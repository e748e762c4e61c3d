use chrono::{DateTime, Utc};
use rust_decimal::Decimal;
use std::collections::HashMap;
use std::future::Future;
use std::sync::atomic::{AtomicU64, Ordering};
use std::sync::Arc;
use std::time::{Duration, Instant};
use tokio::sync::{Mutex, MutexGuard, RwLock};
use tokio::task::JoinHandle;
use tokio::time::MissedTickBehavior;
use tracing::{debug, info, instrument};
use uuid::Uuid;

use super::CartStore;
use crate::models::{
    CartError, CartItemCandidate, CartResult, CartView, ServiceListing,
};
use crate::observability::Metrics;
use crate::repositories::{SnapshotKey, SnapshotStore};

tokio::task_local! {
    static ACTIVE_SESSION: Arc<SessionContext>;
}

/// One live session and the cart it owns
#[derive(Debug)]
pub struct SessionContext {
    id: Uuid,
    origin: String,
    started_at: DateTime<Utc>,
    opened: Instant,
    // Milliseconds after `opened` of the last lookup or cart operation
    last_used_ms: AtomicU64,
    cart: Mutex<CartStore>,
}

impl SessionContext {
    fn new(origin: &str, cart: CartStore) -> Self {
        Self {
            id: Uuid::new_v4(),
            origin: origin.to_string(),
            started_at: Utc::now(),
            opened: Instant::now(),
            last_used_ms: AtomicU64::new(0),
            cart: Mutex::new(cart),
        }
    }

    pub fn id(&self) -> Uuid {
        self.id
    }

    pub fn origin(&self) -> &str {
        &self.origin
    }

    pub fn started_at(&self) -> DateTime<Utc> {
        self.started_at
    }

    /// Time since the session was last looked up or used
    pub fn idle_for(&self) -> Duration {
        let last_used = Duration::from_millis(self.last_used_ms.load(Ordering::Relaxed));
        self.opened.elapsed().saturating_sub(last_used)
    }

    fn touch(&self) {
        let elapsed = u64::try_from(self.opened.elapsed().as_millis()).unwrap_or(u64::MAX);
        self.last_used_ms.store(elapsed, Ordering::Relaxed);
    }

    /// Run `future` with this session as the active session
    pub async fn scope<F: Future>(self: &Arc<Self>, future: F) -> F::Output {
        ACTIVE_SESSION.scope(Arc::clone(self), future).await
    }

    /// Handle for callers that already own the context
    pub fn handle(self: &Arc<Self>) -> CartHandle {
        CartHandle {
            session: Arc::clone(self),
        }
    }
}

/// Capability to use the cart of the active session.
///
/// Operations on one session are serialized, so each one observes every
/// earlier one. Mutations return the cart as it is right after the change.
#[derive(Debug, Clone)]
pub struct CartHandle {
    session: Arc<SessionContext>,
}

impl CartHandle {
    /// Handle of the session bound to the current task.
    ///
    /// Fails with [`CartError::NoActiveSession`] outside [`SessionContext::scope`].
    pub fn current() -> CartResult<Self> {
        ACTIVE_SESSION
            .try_with(|session| CartHandle {
                session: Arc::clone(session),
            })
            .map_err(|_| CartError::NoActiveSession)
    }

    pub fn session_id(&self) -> Uuid {
        self.session.id
    }

    async fn cart(&self) -> MutexGuard<'_, CartStore> {
        self.session.touch();
        self.session.cart.lock().await
    }

    pub async fn add_item(&self, candidate: CartItemCandidate) -> CartView {
        let mut cart = self.cart().await;
        cart.add_item(candidate);
        cart.view()
    }

    /// Normalize a catalog listing and add it
    pub async fn add_listing(&self, listing: ServiceListing) -> CartResult<CartView> {
        let candidate = CartItemCandidate::try_from(listing)?;
        Ok(self.add_item(candidate).await)
    }

    pub async fn remove_item(&self, index: usize) -> CartView {
        let mut cart = self.cart().await;
        cart.remove_item(index);
        cart.view()
    }

    pub async fn update_quantity(&self, index: usize, quantity: i64) -> CartView {
        let mut cart = self.cart().await;
        cart.update_quantity(index, quantity);
        cart.view()
    }

    pub async fn clear(&self) -> CartView {
        let mut cart = self.cart().await;
        cart.clear();
        cart.view()
    }

    pub async fn view(&self) -> CartView {
        self.cart().await.view()
    }

    pub async fn item_count(&self) -> u64 {
        self.cart().await.item_count()
    }

    pub async fn total_amount(&self) -> Decimal {
        self.cart().await.total_amount()
    }
}

/// Creates, looks up and tears down sessions
pub struct SessionRegistry {
    store: Arc<dyn SnapshotStore>,
    snapshot_name: String,
    default_origin: String,
    sessions: RwLock<HashMap<Uuid, Arc<SessionContext>>>,
    metrics: Option<Arc<Metrics>>,
}

impl SessionRegistry {
    pub fn new(
        store: Arc<dyn SnapshotStore>,
        snapshot_name: &str,
        default_origin: &str,
        metrics: Option<Arc<Metrics>>,
    ) -> CartResult<Self> {
        SnapshotKey::new(default_origin, snapshot_name)?;

        Ok(Self {
            store,
            snapshot_name: snapshot_name.to_string(),
            default_origin: default_origin.to_string(),
            sessions: RwLock::new(HashMap::new()),
            metrics,
        })
    }

    /// Start a session on `origin` (or the default origin), restoring its cart
    #[instrument(skip(self))]
    pub async fn start_session(&self, origin: Option<&str>) -> CartResult<Arc<SessionContext>> {
        let origin = origin.unwrap_or(&self.default_origin);
        let key = SnapshotKey::new(origin, &self.snapshot_name)?;

        let cart = CartStore::initialize(Arc::clone(&self.store), key, self.metrics.clone()).await;
        let context = Arc::new(SessionContext::new(origin, cart));

        self.sessions
            .write()
            .await
            .insert(context.id, Arc::clone(&context));

        if let Some(metrics) = &self.metrics {
            metrics.session_started();
        }

        info!(session_id = %context.id, origin = %context.origin, "Session started");
        Ok(context)
    }

    pub async fn session(&self, session_id: Uuid) -> CartResult<Arc<SessionContext>> {
        let context = self
            .sessions
            .read()
            .await
            .get(&session_id)
            .cloned()
            .ok_or(CartError::SessionNotFound { session_id })?;

        context.touch();
        Ok(context)
    }

    /// End a session; returns once its last cart state has been persisted
    #[instrument(skip(self))]
    pub async fn end_session(&self, session_id: Uuid) -> CartResult<()> {
        let context = self
            .sessions
            .write()
            .await
            .remove(&session_id)
            .ok_or(CartError::SessionNotFound { session_id })?;

        self.teardown(&context).await;
        info!(session_id = %session_id, "Session ended");
        Ok(())
    }

    /// End every live session
    pub async fn shutdown(&self) {
        let contexts: Vec<_> = self.sessions.write().await.drain().map(|(_, c)| c).collect();
        if contexts.is_empty() {
            return;
        }

        info!(sessions = contexts.len(), "Ending active sessions");
        for context in contexts {
            self.teardown(&context).await;
        }
    }

    /// End sessions unused for longer than `idle_timeout`, persisting their
    /// carts. Sessions with an operation in flight are left alone.
    pub async fn reap_idle(&self, idle_timeout: Duration) -> usize {
        let expired: Vec<_> = {
            let mut sessions = self.sessions.write().await;
            let ids: Vec<Uuid> = sessions
                .values()
                .filter(|context| {
                    context.idle_for() > idle_timeout && context.cart.try_lock().is_ok()
                })
                .map(|context| context.id)
                .collect();
            ids.iter().filter_map(|id| sessions.remove(id)).collect()
        };

        for context in &expired {
            self.teardown(context).await;
            info!(
                session_id = %context.id,
                idle_ms = context.idle_for().as_millis() as u64,
                "Idle session ended"
            );
        }
        expired.len()
    }

    /// Run [`SessionRegistry::reap_idle`] every `interval` until the registry
    /// is dropped or the task is aborted
    pub fn spawn_reaper(
        self: &Arc<Self>,
        idle_timeout: Duration,
        interval: Duration,
    ) -> JoinHandle<()> {
        let registry = Arc::downgrade(self);

        tokio::spawn(async move {
            let mut ticker = tokio::time::interval(interval);
            ticker.set_missed_tick_behavior(MissedTickBehavior::Delay);

            loop {
                ticker.tick().await;
                let Some(registry) = registry.upgrade() else {
                    break;
                };

                let ended = registry.reap_idle(idle_timeout).await;
                if ended > 0 {
                    debug!(ended, "Idle sweep finished");
                }
            }
        })
    }

    pub async fn active_sessions(&self) -> usize {
        self.sessions.read().await.len()
    }

    async fn teardown(&self, context: &SessionContext) {
        // Waits for any in-flight operation on this session first
        context.cart.lock().await.flush().await;

        if let Some(metrics) = &self.metrics {
            metrics.session_ended();
        }
    }

    pub fn default_origin(&self) -> &str {
        &self.default_origin
    }

    pub fn backend(&self) -> &'static str {
        self.store.backend()
    }
}

impl std::fmt::Debug for SessionRegistry {
    fn fmt(&self, f: &mut std::fmt::Formatter<'_>) -> std::fmt::Result {
        f.debug_struct("SessionRegistry")
            .field("backend", &self.store.backend())
            .field("snapshot_name", &self.snapshot_name)
            .field("default_origin", &self.default_origin)
            .finish()
    }
}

◆ WHAT YOU SHOULD DO ◆
Your response should be the exact lines running from the one with "pub fn backend(&self)" to the final line of the material above.

◆ YOUR RESPONSE ◆
    pub fn backend(&self) -> &'static str {
        self.store.backend()
    }
}

impl std::fmt::Debug for SessionRegistry {
    fn fmt(&self, f: &mut std::fmt::Formatter<'_>) -> std::fmt::Result {
        f.debug_struct("SessionRegistry")
            .field("backend", &self.store.backend())
            .field("snapshot_name", &self.snapshot_name)
            .field("default_origin", &self.default_origin)
            .finish()
    }
}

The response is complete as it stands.